Playing It Safe Gets You Nowhere
Paul Krugman, one of my favorite economist bloggers, has finally come out and said what I’ve been feeling for a while: “I’m pretty close to giving up on Mr. Obama, who seems determined to confirm every doubt I and others ever had about whether he was ready to fight for what his supporters believed in.” Something in my head gives me reason to believe I should have fought to get Hillary Clinton in office instead of Obama.
That something is his silence. It has been 24 hours since Coakley conceded to Scott Brown in the Massachusettes senate race and Congress has gotten no publicly known guidance on what to do now concerning the health care bill that has to pass. If it doesn’t pass this year, and soon (say in the next thirty days), the best chance the Democratic part has had to bring change to Washington and the country is definitely going to go down the drain. The Republican party has made a mess of things in this country in the last thirty years and the Democrats have a tough job ahead of them to clean things up but they haven’t given the voters the impression that they have been doing just that. President Obama has been working behind the scenes, advising Congress on what they need to do and what he needs of them but he hasn’t shown that to the public. Again, 24 hours since Coakley conceded and all we have heard from the White House has been from Press Secretary Robert Gibbs taking very shitty questions from the very shitty press.

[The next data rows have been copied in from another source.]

//! Text-generation surface: prompt construction from computed statistics
//! and a thin chat-completions client. Prompts are deterministic and
//! tested; the returned prose is opaque.

use std::collections::BTreeMap;
use std::fmt::Write as _;
use std::time::Duration;

use serde::{Deserialize, Serialize};
use thiserror::Error;

use crate::models::{EmployeeRecord, Metric, MetricSummary};
use crate::summary;

pub const DEFAULT_MODEL: &str = "gpt-4o";
pub const DEFAULT_BASE_URL: &str = "https://api.openai.com/v1";
pub const REQUEST_TIMEOUT: Duration = Duration::from_secs(30);

#[derive(Debug, Error)]
pub enum NarrativeError {
    #[error("OPENAI_API_KEY is not set; narrative analysis is disabled")]
    MissingCredential,
    #[error("narrative request failed: {0}")]
    Transport(#[from] reqwest::Error),
    #[error("narrative API returned an unexpected response: {0}")]
    Api(String),
}

/// Loaded once at process entry and passed down by value. The credential is
/// optional: without it every deterministic feature still works.
#[derive(Debug, Clone)]
pub struct NarrativeConfig {
    pub api_key: Option<String>,
    pub model: String,
    pub base_url: String,
    pub timeout: Duration,
}

impl NarrativeConfig {
    pub fn from_env() -> Self {
        Self {
            api_key: std::env::var("OPENAI_API_KEY")
                .ok()
                .filter(|key| !key.trim().is_empty()),
            model: std::env::var("INSIGHT_LLM_MODEL").unwrap_or_else(|_| DEFAULT_MODEL.to_string()),
            base_url: std::env::var("INSIGHT_LLM_BASE_URL")
                .unwrap_or_else(|_| DEFAULT_BASE_URL.to_string()),
            timeout: REQUEST_TIMEOUT,
        }
    }
}

/// Dataset-level prompt: the three min/max/mean triples, asking for a short
/// narrative on spread, trends, and what they say about the assessment
/// system.
pub fn distribution_prompt(summaries: &BTreeMap<Metric, MetricSummary>) -> String {
    let mut prompt = String::from(
        "You are an HR analyst. Based on the following score distributions:\n\n",
    );

    for (metric, summary) in summaries {
        let _ = writeln!(
            prompt,
            "- {}: min {:.2}, max {:.2}, mean {:.2}",
            metric.label(),
            summary.minimum,
            summary.maximum,
            summary.mean
        );
    }

    prompt.push_str(
        "\nWrite a brief narrative analysis (3 paragraphs) covering the pattern of \
         performance spread, score trends, and insights about the assessment system.",
    );
    prompt
}

/// Per-employee prompt: position, the three scores, and the policy band.
pub fn employee_prompt(record: &EmployeeRecord) -> String {
    let mut prompt = String::from("Analyze this individual performance data:\n");
    let _ = writeln!(prompt, "- Position: {}", record.position_name);

    for metric in Metric::ALL {
        match metric.value(record) {
            Some(score) => {
                let _ = writeln!(prompt, "- {}: {score:.2}", metric.label());
            }
            None => {
                let _ = writeln!(prompt, "- {}: not available", metric.label());
            }
        }
    }

    let band = summary::classify(record.individual_performance_score);
    let _ = writeln!(prompt, "- Performance band: {band}");

    prompt.push_str(
        "\nGive a concise interpretation of this employee's strengths and the \
         development areas that may need attention.",
    );
    prompt
}

#[derive(Debug, Serialize)]
struct ChatRequest<'a> {
    model: &'a str,
    messages: Vec<ChatMessage<'a>>,
}

#[derive(Debug, Serialize)]
struct ChatMessage<'a> {
    role: &'a str,
    content: &'a str,
}

#[derive(Debug, Deserialize)]
struct ChatResponse {
    choices: Vec<ChatChoice>,
}

#[derive(Debug, Deserialize)]
struct ChatChoice {
    message: ChatResponseMessage,
}

#[derive(Debug, Deserialize)]
struct ChatResponseMessage {
    content: String,
}

pub struct NarrativeClient {
    http: reqwest::Client,
    api_key: String,
    model: String,
    base_url: String,
}

impl NarrativeClient {
    /// Fails fast with MissingCredential before any network I/O.
    pub fn new(config: &NarrativeConfig) -> Result<Self, NarrativeError> {
        let api_key = config
            .api_key
            .clone()
            .ok_or(NarrativeError::MissingCredential)?;
        let http = reqwest::Client::builder().timeout(config.timeout).build()?;

        Ok(Self {
            http,
            api_key,
            model: config.model.clone(),
            base_url: config.base_url.trim_end_matches('/').to_string(),
        })
    }

    /// Single attempt, no retry. The client-level timeout bounds the call;
    /// a timeout surfaces as a Transport error for the caller to show.
    pub async fn generate(&self, prompt: &str) -> Result<String, NarrativeError> {
        let request = ChatRequest {
            model: &self.model,
            messages: vec![ChatMessage {
                role: "user",
                content: prompt,
            }],
        };

        let response = self
            .http
            .post(format!("{}/chat/completions", self.base_url))
            .bearer_auth(&self.api_key)
            .json(&request)
            .send()
            .await?;

        let status = response.status();
        if !status.is_success() {
            let body = response.text().await.unwrap_or_default();
            let detail: String = body.chars().take(200).collect();
            return Err(NarrativeError::Api(format!("status {status}: {detail}")));
        }

        let parsed: ChatResponse = response.json().await?;
        parsed
            .choices
            .into_iter()
            .next()
            .map(|choice| choice.message.content)
            .ok_or_else(|| NarrativeError::Api("response contained no choices".to_string()))
    }
}

#[cfg(test)]
mod tests {
    use super::*;
    use crate::models::PerformanceCategory;

    fn sample_summaries() -> BTreeMap<Metric, MetricSummary> {
        let mut summaries = BTreeMap::new();
        summaries.insert(
            Metric::IndividualPerformance,
            MetricSummary {
                minimum: 72.0,
                maximum: 108.0,
                mean: 262.0 / 3.0,
            },
        );
        summaries
    }

    #[test]
    fn distribution_prompt_embeds_the_computed_statistics() {
        let prompt = distribution_prompt(&sample_summaries());
        assert!(prompt.contains("Individual performance score"));
        assert!(prompt.contains("min 72.00"));
        assert!(prompt.contains("max 108.00"));
        assert!(prompt.contains("mean 87.33"));
    }

    #[test]
    fn employee_prompt_embeds_scores_position_and_band() {
        let record = EmployeeRecord {
            worker_id: "1001".to_string(),
            position_name: "Port Operations Manager".to_string(),
            kpi_final_score: Some(95.5),
            behavior_assessment_score: None,
            individual_performance_score: Some(108.0),
        };

        let prompt = employee_prompt(&record);
        assert!(prompt.contains("Port Operations Manager"));
        assert!(prompt.contains("Final KPI score: 95.50"));
        assert!(prompt.contains("AKHLAK behavior assessment score: not available"));
        assert!(prompt.contains(PerformanceCategory::SangatBaik.label()));
    }

    #[test]
    fn missing_credential_fails_before_any_request() {
        let config = NarrativeConfig {
            api_key: None,
            model: DEFAULT_MODEL.to_string(),
            base_url: DEFAULT_BASE_URL.to_string(),
            timeout: REQUEST_TIMEOUT,
        };

        let err = NarrativeClient::new(&config)
            .err()
            .expect("client must not build without a credential");
        assert!(matches!(err, NarrativeError::MissingCredential));
    }

    #[test]
    fn chat_response_parses_the_first_choice() {
        let json = r#"{
            "choices": [
                {"message": {"role": "assistant", "content": "Scores cluster around the mean."}}
            ]
        }"#;

        let parsed: ChatResponse = serde_json::from_str(json).unwrap();
        assert_eq!(
            parsed.choices[0].message.content,
            "Scores cluster around the mean."
        );
    }
}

Without a leader with a strong public showing of leadership, how can the public have confidence in their elected official — the man on whom they put all their hopes for change and retribution? A spineless leader will beget a spineless workforce. From an anonymous Senate staffer:
The worst is that I can’t help but feel like the main emotion people in the caucus are feeling is relief at this turn of events. Now they have a ready excuse for not getting anything done. While I always thought we had the better ideas but the weaker messaging, it feels like somewhere along the line Members internalized a belief that we actually have weaker ideas. They’re afraid to actually implement them and face the judgementof the voters. That’s the scariest dynamic and what makes me think this will all come crashing down around us in November.
The voters have spoken in Massachusettes. They have spoken throughout the rest of the country as well.
When Scott Brown voters were asked whether they “think Barack Obama and Democrats in Washington, DC are delivering enough on the change Obama promised to bring to America during the campaign”, 57% said no and 31% said yes. When asked “Would you favor or oppose the national government offering everyone the choice of a government administered health insurance plan — something like the Medicare coverage that people 65 and older get — that would compete with private health insurance plans?”, 82% were in favor whereas only 18% were opposed or unsure.
Republicans are saying the exact opposite, that the voters of Massachusettes voted against health care and want change from the status quo in Washington. The Democratic party, on the other hand, is caving in to the false Republican rants on what the people want. Both parties are ignoring the people and are only working for their own end. Screw the people, the largest lobby in the country, they all say.
In the end, it doesn’t matter who is in control of Washington. The Republicans will do nothing but destroy the country and enjoy it while the Democratic party caves in to the Republican whim even if they had a supermajority of 99-1 in the Senate.
All in the name of the spineless dream of bi-partisanship.